È l’attesa la parola chiave di questo brano. Sei tu colui che deve venire o dobbiamo aspettare un altro, chiedono i discepoli del Battista.

“Colui che viene” è il nome del Messia, per questo possiamo invocare con forza, in questo tempo Maràna thà, vieni Signore Gesù.
Il Battista sa che qualcuno deve venire. Il problema è capire se quel qualcuno è Gesù o se occorre attendere un altro. Il fatto che Giovanni mandi a domandare ciò esplicitamente a Gesù significa che egli si fida di lui. E dunque bisogna imparare a vivere bene le attese, perché in fondo l’uomo è ciò che attende.

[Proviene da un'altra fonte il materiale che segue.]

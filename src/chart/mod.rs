//! Chart rendering to PNG.
//!
//! Every renderer is split in two: a pure preparation step (series, bar
//! slots, layouts) that can be tested on its own, and a drawing step that
//! pushes the prepared data through `plotters` onto a bitmap.

pub mod hit_rate;
pub mod layout;
pub mod timing;
pub mod walker;

use crate::utils::error::RenderError;
use std::fmt::Display;
use std::ops::Range;

// Re-export main types and functions
pub use hit_rate::{
    bar_layout, hit_rate_series, plot_hit_rate_bars, plot_hit_rate_curves, BarLayout,
    HitRateSeries,
};
pub use layout::{compute_layout, ComputedLayout, Layout, Positions};
pub use timing::{plot_avg_times, plot_avg_visited, timing_points};
pub use walker::{graph_title, plot_walker_graph, GraphPlotConfig};

/// Title and pixel size of a chart
#[derive(Debug, Clone, PartialEq)]
pub struct ChartConfig {
    pub title: String,
    pub size: (u32, u32),
}

impl ChartConfig {
    pub fn new(title: impl Into<String>, size: (u32, u32)) -> Self {
        Self {
            title: title.into(),
            size,
        }
    }

    pub fn with_title(mut self, title: impl Into<String>) -> Self {
        self.title = title.into();
        self
    }

    pub fn with_size(mut self, width: u32, height: u32) -> Self {
        self.size = (width, height);
        self
    }
}

/// Map any plotters drawing failure into our error type
pub(crate) fn drawing_error<E: Display>(err: E) -> RenderError {
    RenderError::Drawing(err.to_string())
}

/// Axis range covering `values`, padded so points do not sit on the frame
pub(crate) fn padded_range(values: impl IntoIterator<Item = f64>) -> Option<Range<f64>> {
    let (min, max) = values
        .into_iter()
        .fold(None, |acc: Option<(f64, f64)>, v| match acc {
            None => Some((v, v)),
            Some((lo, hi)) => Some((lo.min(v), hi.max(v))),
        })?;

    if min == max {
        return Some((min - 1.0)..(max + 1.0));
    }

    let pad = (max - min) * 0.05;
    Some((min - pad)..(max + pad))
}

/// Upper bound of a y axis that starts at zero
pub(crate) fn y_upper(values: impl IntoIterator<Item = f64>) -> f64 {
    let max = values.into_iter().fold(0.0_f64, f64::max);
    if max > 0.0 {
        max * 1.1
    } else {
        1.0
    }
}
//! Cache hit rate table.
//!
//! Cache statistics are grouped per (cache size, prefetch flag, edge count)
//! and reduced to summed counters plus the resulting hit rate.

use super::table::{dedup_keep_last, group_by, Aggregation};
use crate::parser::load_records;
use crate::parser::schema::{KeyValue, Record};
use crate::utils::config::{
    CACHE_DEDUP_FIELDS, HIT_FIELD, HIT_RATE_FIELD, HIT_RATE_GROUP_FIELDS, TOTAL_ACCESS_FIELD,
};
use crate::utils::error::{AggregateError, SchemaError};
use log::{debug, info};
use std::path::Path;

/// One row of the aggregated hit rate table
#[derive(Debug, Clone, PartialEq)]
pub struct HitRateRow {
    pub cache_size: KeyValue,
    pub prefetch: KeyValue,
    pub edge_count: KeyValue,

    /// Summed cache hits
    pub hit: f64,

    /// Summed cache accesses
    pub total_acc: f64,

    /// `hit / total_acc`, zero when there were no accesses
    pub hit_rate: f64,
}

impl HitRateRow {
    pub fn prefetch_enabled(&self) -> bool {
        self.prefetch.is_truthy()
    }
}

/// Hit ratio with the zero-denominator policy applied
///
/// A configuration that never touched the cache reports a rate of zero.
pub fn hit_ratio(hits: f64, attempts: f64) -> f64 {
    if attempts == 0.0 {
        0.0
    } else {
        hits / attempts
    }
}

/// De-duplicate configurations and append the per-record `hit_rate` column
///
/// # Errors
/// * `SchemaError` - a configuration or counter field is missing
pub fn prepare_cache_stats(records: Vec<Record>) -> Result<Vec<Record>, SchemaError> {
    let mut records = dedup_keep_last(records, CACHE_DEDUP_FIELDS)?;

    for record in &mut records {
        let rate = hit_ratio(record.number(HIT_FIELD)?, record.number(TOTAL_ACCESS_FIELD)?);
        record.set_number(HIT_RATE_FIELD, rate);
    }

    Ok(records)
}

/// Load a cache statistics file
///
/// **Public** - first step of both hit rate charts
///
/// # Errors
/// * `AggregateError::Load` - file missing or not a JSON list of objects
/// * `AggregateError::Schema` - required fields missing
pub fn load_cache_stats(path: impl AsRef<Path>) -> Result<Vec<Record>, AggregateError> {
    let path = path.as_ref();
    info!("Loading cache statistics from: {}", path.display());

    let records = load_records(path)?;
    let loaded = records.len();
    let records = prepare_cache_stats(records)?;

    debug!("Kept {} of {} cache records after de-duplication", records.len(), loaded);

    Ok(records)
}

/// Aggregate hit rates per edge count for each cache/prefetch setting
///
/// **Public** - main entry point for the hit rate table
///
/// # Returns
/// One row per (cache_size, jac_prefetch, JAC_EDGE_NUM), sorted by edge
/// count; rows with equal edge count stay in key order
pub fn aggregate_hit_rates(records: &[Record]) -> Result<Vec<HitRateRow>, SchemaError> {
    let groups = group_by(
        records,
        HIT_RATE_GROUP_FIELDS,
        &[Aggregation::Sum(HIT_FIELD), Aggregation::Sum(TOTAL_ACCESS_FIELD)],
    )?;

    let mut rows = groups
        .into_iter()
        .map(|group| {
            let [cache_size, prefetch, edge_count]: [KeyValue; 3] =
                group.key.try_into().map_err(|key: Vec<KeyValue>| SchemaError::InvalidKey {
                    got: key.len(),
                    max: HIT_RATE_GROUP_FIELDS.len(),
                })?;
            let (hit, total_acc) = (group.values[0], group.values[1]);
            Ok(HitRateRow {
                cache_size,
                prefetch,
                edge_count,
                hit,
                total_acc,
                hit_rate: hit_ratio(hit, total_acc),
            })
        })
        .collect::<Result<Vec<_>, SchemaError>>()?;

    rows.sort_by(|a, b| a.edge_count.cmp(&b.edge_count));

    Ok(rows)
}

Alla domanda dei discepoli Gesù, come suo solito, non si mette a fare una lezione ma compie dei gesti concreti nei confronti degli ultimi, i bisogni, i poveri, gli ammali, quelli che forse più di tutti incarnano lo spirito vero dell’attesa. Chi non ha nulla da attendere invece rischia di scandalizzarsi dell’atteggiamento di Gesù.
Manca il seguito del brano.